## Try it
Reproduce every entry exactly.

## Exercise material
============================================================

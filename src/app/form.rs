#[derive(Clone, Copy, Debug, PartialEq, Eq)]
pub enum FormField {
    Hours,
    Minutes,
    Seconds,
}

impl FormField {
    pub const ALL: [FormField; 3] = [FormField::Hours, FormField::Minutes, FormField::Seconds];

    pub fn label(self) -> &'static str {
        match self {
            FormField::Hours => "Hours",
            FormField::Minutes => "Minutes",
            FormField::Seconds => "Seconds",
        }
    }

    pub fn placeholder(self) -> &'static str {
        match self {
            FormField::Hours => "HH",
            FormField::Minutes => "MM",
            FormField::Seconds => "SS",
        }
    }

    /// Suggested range shown next to the field. Not enforced.
    pub fn hint(self) -> &'static str {
        match self {
            FormField::Hours => "0-23",
            FormField::Minutes | FormField::Seconds => "0-59",
        }
    }

    fn next(self) -> Self {
        match self {
            FormField::Hours => FormField::Minutes,
            FormField::Minutes => FormField::Seconds,
            FormField::Seconds => FormField::Hours,
        }
    }

    fn prev(self) -> Self {
        match self {
            FormField::Hours => FormField::Seconds,
            FormField::Minutes => FormField::Hours,
            FormField::Seconds => FormField::Minutes,
        }
    }
}

/// Raw text of the three target fields while the form is open.
#[derive(Clone, Debug)]
pub struct TargetForm {
    pub hours: String,
    pub minutes: String,
    pub seconds: String,
    pub field: FormField,
}

impl Default for TargetForm {
    fn default() -> Self {
        Self {
            hours: String::new(),
            minutes: String::new(),
            seconds: String::new(),
            field: FormField::Hours,
        }
    }
}

impl TargetForm {
    pub fn value(&self, field: FormField) -> &str {
        match field {
            FormField::Hours => &self.hours,
            FormField::Minutes => &self.minutes,
            FormField::Seconds => &self.seconds,
        }
    }

    fn value_mut(&mut self) -> &mut String {
        match self.field {
            FormField::Hours => &mut self.hours,
            FormField::Minutes => &mut self.minutes,
            FormField::Seconds => &mut self.seconds,
        }
    }

    pub fn focus_next(&mut self) {
        self.field = self.field.next();
    }

    pub fn focus_prev(&mut self) {
        self.field = self.field.prev();
    }

    /// Only digits are typed into the fields.
    pub fn push(&mut self, ch: char) {
        if ch.is_ascii_digit() {
            self.value_mut().push(ch);
        }
    }

    pub fn pop(&mut self) {
        self.value_mut().pop();
    }

    pub fn clear(&mut self) {
        *self = Self::default();
    }
}
/// Database migrations and schema management.
use anyhow::Result;
use rusqlite::Connection;

/// Creates the schema if it doesn't exist yet.
pub fn run_migrations(conn: &Connection) -> Result<()> {
    conn.execute_batch(
        "
        CREATE TABLE IF NOT EXISTS session (
            key         TEXT    PRIMARY KEY,
            value       TEXT    NOT NULL
        );
        ",
    )?;
    Ok(())
}
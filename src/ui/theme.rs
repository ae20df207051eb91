use ratatui::style::Color;

/// Unified color theme for the application
pub struct Theme;

impl Theme {
    /// Primary branding color
    pub fn primary() -> Color {
        Color::Magenta
    }

    /// Border color
    pub fn secondary() -> Color {
        Color::Cyan
    }

    /// Clock is counting
    pub fn running() -> Color {
        Color::LightGreen
    }

    /// Clock is paused or idle
    pub fn paused() -> Color {
        Color::Yellow
    }

    /// Target reached
    pub fn done() -> Color {
        Color::LightRed
    }

    /// Focused form field
    pub fn highlight() -> Color {
        Color::Cyan
    }

    /// Dimmed/inactive text
    pub fn dim() -> Color {
        Color::DarkGray
    }

    /// Normal text
    pub fn text() -> Color {
        Color::White
    }

    /// Section titles and readouts
    pub fn accent() -> Color {
        Color::LightBlue
    }
}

============================================================

## Task answer
filename src/app/form.rs
#[derive(Clone, Copy, Debug, PartialEq, Eq)]
pub enum FormField {
    Hours,
    Minutes,
    Seconds,
}

impl FormField {
    pub const ALL: [FormField; 3] = [FormField::Hours, FormField::Minutes, FormField::Seconds];

    pub fn label(self) -> &'static str {
        match self {
            FormField::Hours => "Hours",
            FormField::Minutes => "Minutes",
            FormField::Seconds => "Seconds",
        }
    }

    pub fn placeholder(self) -> &'static str {
        match self {
            FormField::Hours => "HH",
            FormField::Minutes => "MM",
            FormField::Seconds => "SS",
        }
    }

    /// Suggested range shown next to the field. Not enforced.
    pub fn hint(self) -> &'static str {
        match self {
            FormField::Hours => "0-23",
            FormField::Minutes | FormField::Seconds => "0-59",
        }
    }

    fn next(self) -> Self {
        match self {
            FormField::Hours => FormField::Minutes,
            FormField::Minutes => FormField::Seconds,
            FormField::Seconds => FormField::Hours,
        }
    }

    fn prev(self) -> Self {
        match self {
            FormField::Hours => FormField::Seconds,
            FormField::Minutes => FormField::Hours,
            FormField::Seconds => FormField::Minutes,
        }
    }
}

/// Raw text of the three target fields while the form is open.
#[derive(Clone, Debug)]
pub struct TargetForm {
    pub hours: String,
    pub minutes: String,
    pub seconds: String,
    pub field: FormField,
}

impl Default for TargetForm {
    fn default() -> Self {
        Self {
            hours: String::new(),
            minutes: String::new(),
            seconds: String::new(),
            field: FormField::Hours,
        }
    }
}

impl TargetForm {
    pub fn value(&self, field: FormField) -> &str {
        match field {
            FormField::Hours => &self.hours,
            FormField::Minutes => &self.minutes,
            FormField::Seconds => &self.seconds,
        }
    }

    fn value_mut(&mut self) -> &mut String {
        match self.field {
            FormField::Hours => &mut self.hours,
            FormField::Minutes => &mut self.minutes,
            FormField::Seconds => &mut self.seconds,
        }
    }

    pub fn focus_next(&mut self) {
        self.field = self.field.next();
    }

    pub fn focus_prev(&mut self) {
        self.field = self.field.prev();
    }

    /// Only digits are typed into the fields.
    pub fn push(&mut self, ch: char) {
        if ch.is_ascii_digit() {
            self.value_mut().push(ch);
        }
    }

    pub fn pop(&mut self) {
        self.value_mut().pop();
    }

    pub fn clear(&mut self) {
        *self = Self::default();
    }
}
/// Database migrations and schema management.
use anyhow::Result;
use rusqlite::Connection;

/// Creates the schema if it doesn't exist yet.
pub fn run_migrations(conn: &Connection) -> Result<()> {
    conn.execute_batch(
        "
        CREATE TABLE IF NOT EXISTS session (
            key         TEXT    PRIMARY KEY,
            value       TEXT    NOT NULL
        );
        ",
    )?;
    Ok(())
}
filename src/ui/theme.rs
repository ae20df207051eb91
use ratatui::style::Color;

/// Unified color theme for the application
pub struct Theme;

impl Theme {
    /// Primary branding color
    pub fn primary() -> Color {
        Color::Magenta
    }

    /// Border color
    pub fn secondary() -> Color {
        Color::Cyan
    }

    /// Clock is counting
    pub fn running() -> Color {
        Color::LightGreen
    }

    /// Clock is paused or idle
    pub fn paused() -> Color {
        Color::Yellow
    }

    /// Target reached
    pub fn done() -> Color {
        Color::LightRed
    }

    /// Focused form field
    pub fn highlight() -> Color {
        Color::Cyan
    }

    /// Dimmed/inactive text
    pub fn dim() -> Color {
        Color::DarkGray
    }

    /// Normal text
    pub fn text() -> Color {
        Color::White
    }

    /// Section titles and readouts
    pub fn accent() -> Color {
        Color::LightBlue
    }
}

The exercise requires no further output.